---------- DATASET ENTRIES ----------
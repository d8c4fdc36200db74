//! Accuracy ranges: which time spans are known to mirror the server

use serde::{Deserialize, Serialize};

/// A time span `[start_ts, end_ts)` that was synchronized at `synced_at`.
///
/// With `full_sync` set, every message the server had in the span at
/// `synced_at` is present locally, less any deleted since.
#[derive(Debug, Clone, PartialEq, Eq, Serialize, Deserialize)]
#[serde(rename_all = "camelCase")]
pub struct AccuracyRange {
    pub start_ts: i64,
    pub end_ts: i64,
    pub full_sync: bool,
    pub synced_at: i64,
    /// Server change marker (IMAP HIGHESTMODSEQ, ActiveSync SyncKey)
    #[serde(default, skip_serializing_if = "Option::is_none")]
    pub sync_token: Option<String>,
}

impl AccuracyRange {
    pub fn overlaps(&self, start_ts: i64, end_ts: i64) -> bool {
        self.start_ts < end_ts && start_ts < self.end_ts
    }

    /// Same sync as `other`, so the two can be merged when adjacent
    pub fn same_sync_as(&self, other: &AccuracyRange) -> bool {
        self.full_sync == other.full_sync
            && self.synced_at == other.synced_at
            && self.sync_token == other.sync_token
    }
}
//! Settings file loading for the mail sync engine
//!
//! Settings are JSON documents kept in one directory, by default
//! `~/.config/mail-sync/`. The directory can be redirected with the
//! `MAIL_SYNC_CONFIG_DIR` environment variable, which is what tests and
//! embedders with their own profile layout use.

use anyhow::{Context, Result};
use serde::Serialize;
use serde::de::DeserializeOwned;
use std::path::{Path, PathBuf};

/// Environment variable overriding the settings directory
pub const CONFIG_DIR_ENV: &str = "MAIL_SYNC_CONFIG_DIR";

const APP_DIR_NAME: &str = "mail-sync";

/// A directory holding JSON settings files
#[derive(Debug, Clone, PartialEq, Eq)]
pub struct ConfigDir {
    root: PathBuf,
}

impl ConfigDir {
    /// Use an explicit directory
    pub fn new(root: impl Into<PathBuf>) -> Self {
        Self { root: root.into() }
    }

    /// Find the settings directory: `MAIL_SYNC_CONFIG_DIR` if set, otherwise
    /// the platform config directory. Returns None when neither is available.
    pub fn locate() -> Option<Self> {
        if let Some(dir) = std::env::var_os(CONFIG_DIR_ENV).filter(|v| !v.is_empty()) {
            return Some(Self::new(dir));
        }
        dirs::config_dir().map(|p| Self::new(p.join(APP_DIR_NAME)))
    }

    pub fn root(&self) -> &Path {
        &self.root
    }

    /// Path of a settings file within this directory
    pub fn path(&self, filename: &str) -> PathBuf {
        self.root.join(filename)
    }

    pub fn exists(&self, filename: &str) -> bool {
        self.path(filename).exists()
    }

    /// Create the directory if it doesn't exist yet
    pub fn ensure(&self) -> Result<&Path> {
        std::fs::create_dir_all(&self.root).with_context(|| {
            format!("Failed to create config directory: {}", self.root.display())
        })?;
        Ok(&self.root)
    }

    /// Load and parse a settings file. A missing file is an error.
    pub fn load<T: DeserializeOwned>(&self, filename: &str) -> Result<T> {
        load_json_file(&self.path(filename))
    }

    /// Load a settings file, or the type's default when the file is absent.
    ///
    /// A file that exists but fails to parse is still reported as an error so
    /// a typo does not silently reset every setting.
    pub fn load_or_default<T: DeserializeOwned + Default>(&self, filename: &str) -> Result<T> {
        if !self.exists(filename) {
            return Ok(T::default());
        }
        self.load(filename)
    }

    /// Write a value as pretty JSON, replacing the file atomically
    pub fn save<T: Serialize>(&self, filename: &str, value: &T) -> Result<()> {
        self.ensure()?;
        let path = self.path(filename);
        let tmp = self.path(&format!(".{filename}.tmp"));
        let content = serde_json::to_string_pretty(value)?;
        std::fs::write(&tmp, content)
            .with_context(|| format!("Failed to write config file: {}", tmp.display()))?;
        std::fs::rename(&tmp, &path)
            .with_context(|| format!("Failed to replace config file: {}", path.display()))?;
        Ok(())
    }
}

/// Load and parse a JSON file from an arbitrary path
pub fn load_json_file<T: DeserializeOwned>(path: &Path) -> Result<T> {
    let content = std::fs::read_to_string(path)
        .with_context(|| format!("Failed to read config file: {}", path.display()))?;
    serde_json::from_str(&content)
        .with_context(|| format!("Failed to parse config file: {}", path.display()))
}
----------
» YOUR ASSIGNMENT: Find the lines above that contain the string "Option" and answer with how many there are, nothing else.

» ANSWER TO THIS EXERCISE: 3